Tanzania and Kenya have partnered to secure loans and grants from international lenders totaling over €764m (about $837.6m) to build a transport infrastructure linking Kenya and Tanzania.
The massive project will boost trade and commerce in the East African region.
The transport infrastructure will comprise of road and bridge projects which are believed to benefit over three million people in the region directly. Farmers, manufacturers and traders will get improved access to local markets and ports in the two countries as submitted by one of the lenders, the African Development Bank (AfDB).
The road project, planned in stages, will run near the Indian Ocean coast from the Kenyan port metropolis of Mombasa south to the Tanzanian port of Bagomoyo, a distance of about 440km.
Last week, the AfDB said it had approved a €345m loan for phase one of that project, which involves building 175km of road sections: the 121km Mkanga-Pangani road in Tanzania and the 54km Mombasa-Kilifi road in Kenya.
The European Union gave the Kenyan government a grant of €30m for the project, whose total cost is €399.7m, AfDB said.
Complementing the road corridor, meanwhile, will be the longest cable-stayed bridge in Africa linking Mombasa Island, site of Mombasa old town and the deepwater port, over Kilindi Harbour south to the mainland at Likoni.
AfDB says this bridge, called Mombasa Gate Bridge, is a “critical link” in the road corridor. Its first phase is being financed mostly by Japan.
Last week, the Japan International Cooperation Agency (JICA) and the government of Kenya signed a $440m (€389.6m) funding agreement for the first phase of the bridge’s construction.
In time, AfDB and JICA will co-finance the project, with total funding expected to be more than $1.2bn.
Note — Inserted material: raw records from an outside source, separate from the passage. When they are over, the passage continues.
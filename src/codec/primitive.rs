use super::BitCodec;
use crate::bits::{BitReader, BitWriter};
use crate::error::{Error, Result};
use crate::kind::Kind;
use crate::schema::Schema;

/// Codec for one of the leaf kinds. The kind tag says everything, so the payload is empty.
#[derive(Clone, Copy, Debug)]
pub(crate) struct PrimitiveCodec {
    kind: Kind,
}

impl PrimitiveCodec {
    pub(crate) fn new(kind: Kind) -> Result<Self> {
        if !kind.is_primitive() {
            return Err(Error::UnsupportedKind(kind.name().to_string()));
        }
        Ok(Self { kind })
    }
}

impl BitCodec for PrimitiveCodec {
    type Item = Schema;

    fn validate(&self, schema: &Schema) -> Result<()> {
        if schema.kind() != self.kind {
            return Err(Error::KindMismatch {
                expected: self.kind,
                actual: schema.kind(),
            });
        }
        Ok(())
    }

    fn size_of(&self, schema: &Schema) -> Result<usize> {
        self.validate(schema)?;
        Ok(0)
    }

    fn encode(&self, schema: &Schema, _buf: &mut BitWriter) -> Result<()> {
        self.validate(schema)
    }

    fn decode(&self, _buf: &mut BitReader) -> Result<Schema> {
        Schema::primitive(self.kind)
            .ok_or_else(|| Error::UnsupportedKind(self.kind.name().to_string()))
    }
}

#[cfg(test)]
mod test {
    use super::*;

    #[test]
    fn only_primitive_kinds() {
        assert!(PrimitiveCodec::new(Kind::Bytes).is_ok());
        assert_eq!(
            PrimitiveCodec::new(Kind::Record).unwrap_err(),
            Error::UnsupportedKind("record".into())
        );
    }

    #[test]
    fn rejects_other_kinds() {
        let codec = PrimitiveCodec::new(Kind::Int).unwrap();
        assert_eq!(
            codec.validate(&Schema::Long),
            Err(Error::KindMismatch {
                expected: Kind::Int,
                actual: Kind::Long
            })
        );
        assert_eq!(codec.size_of(&Schema::Int).unwrap(), 0);
    }

    #[test]
    fn empty_payload() {
        let codec = PrimitiveCodec::new(Kind::Double).unwrap();
        let mut w = BitWriter::new();
        codec.encode(&Schema::Double, &mut w).unwrap();
        assert_eq!(w.bit_len(), 0);
        let mut r = BitReader::new(&[]);
        assert_eq!(codec.decode(&mut r).unwrap(), Schema::Double);
    }
}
AfDB said it would be the largest co-financing agreement ever between it and JICA.
In sum, the contributions from AfDB, EU and JICA total €764.6m.
Speaking of the road project, AfDB’s regional sector manager Hussein Iman said:
“The project will have spillover benefits for hinterland countries such as the Democratic Republic of the Congo, Burundi, Rwanda, Uganda and South Sudan that depend on Mombasa as a gateway to global markets.”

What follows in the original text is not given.